PiCL: A Software Transparent, Persistent Cache Log for Nonvolatile Main Memory
- Hide Paper Summary
Link: https://parallel.princeton.edu/papers/micro18-nguyen-picl.pdf
Year: MICRO 2018
Keyword: NVM; Undo; Logging; PiCL; Checkpoint
This paper proposes PiCL, a novel architecture for supporting main memory checkpoints using NVM. Checkpoints are consistent main memory images that can be restored after power failure. In this paper, it is assumed that the execution of all processors in the system is divided into “epoches”. Epoches are also the basic unit of recovery: At recovery time, the main memory state is restored to the beginning of one of the previously saved epoches. The paper also assumes that the entire system is backed by NVM connected to the memory bus, through which persistent data can be read or written using ordinary processor load and store operations. Processors access the NVM in the same way as they access the DRAM. After the crash, all volatile state such as processor register file and cache content will be lost. Data stored in NVM, as its name suggests, can survive crashes and be used for post-failure recovery.

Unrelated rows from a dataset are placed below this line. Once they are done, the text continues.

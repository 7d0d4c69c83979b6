//! Team record.

use super::{display_scalar, lenient, Record, RecordId};
use serde::{Deserialize, Deserializer};
use serde_json::Value;

/// Team as listed by `/api/teams/`.
#[derive(Debug, Clone, Default, PartialEq, Deserialize)]
#[serde(default)]
pub struct Team {
    #[serde(deserialize_with = "lenient::id")]
    pub id: Option<RecordId>,
    #[serde(deserialize_with = "lenient::text")]
    pub name: String,
    /// Member identifiers or names, already joined for display
    #[serde(deserialize_with = "members")]
    pub members: String,
}

impl Record for Team {
    fn id(&self) -> Option<&RecordId> {
        self.id.as_ref()
    }
}

/// Lists join with ", "; anything else shows as-is.
fn members<'de, D: Deserializer<'de>>(deserializer: D) -> Result<String, D::Error> {
    let value = Value::deserialize(deserializer)?;
    Ok(match value {
        Value::Array(items) => items
            .iter()
            .map(display_scalar)
            .collect::<Vec<_>>()
            .join(", "),
        other => display_scalar(&other),
    })
}
// SPDX-License-Identifier: MIT
// Copyright 2026 Roland Dreier <roland@rolandd.dev>

//! Services module - backend access and screen logic.

pub mod backend;
pub mod collection;
pub mod editor;
pub mod lifetime;

pub use backend::{BackendClient, Collection};
pub use collection::{load_collection, normalize_collection, LoadStatus, UsersScreen};
pub use editor::{EditDraft, EditSession, SaveGuard, SaveLocks, SaveOutcome, UserPatch};
pub use lifetime::{LifetimeToken, ScreenLifetime};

Undo and redo logging are the two most typical ways of performing recovery. Both methods require a centralized log kept in the NVM, the location of which is either hardcoded in all processors, or is stored in a well-known location on the NVM. In the following discussion we assume that logging is performed in cache line granularity as metadata is maintained per cache line. With undo logging, processors only save the undo image, which is the value of the cache line before the modification. To guarantee recoverability of modifications, two write ordering constranits a enforced. The first is that dirty cache lines can only be written back to the NVM after the undo log entries are. This is to ensure that modifications can awlays be rolled back in the case of failure. The second is that the epoch must not commit before all dirty cache lines are written back to the NVM. This is to ensure that the current epoch become durable before the next epoch begins, such that if the system crashes during the next epoch, we can always revert all changes and restore the state to the end of the current epoch. Undo log entries can be discarded after the current epoch has committed, because the epoch can no longer be rolled back under any circumstance. With redo logging, processors must adopt a specialcache eviction policy called “no-steal”, which means that the cache may not evict any dirty line before the current epoch commits. This is avoid dirty data being persisted on the NVM before a crash happens, in which case there is no way to restore to the previous state. Store operations to the cache lines also generate log entries which contain the after image of the line. The log must be flushed to the NVM before the epoch can be notified of the commit. Dirty lines, on the other hand, can reamin in the cache for efficiency purposes. On recovery, all modifications in the redo log will be replayed in the order they are appended to the centralized log. Redo logs can be discarded whenever the correponding dirty cache lines have been written back to the NVM, or the cache line is written by another store instruction.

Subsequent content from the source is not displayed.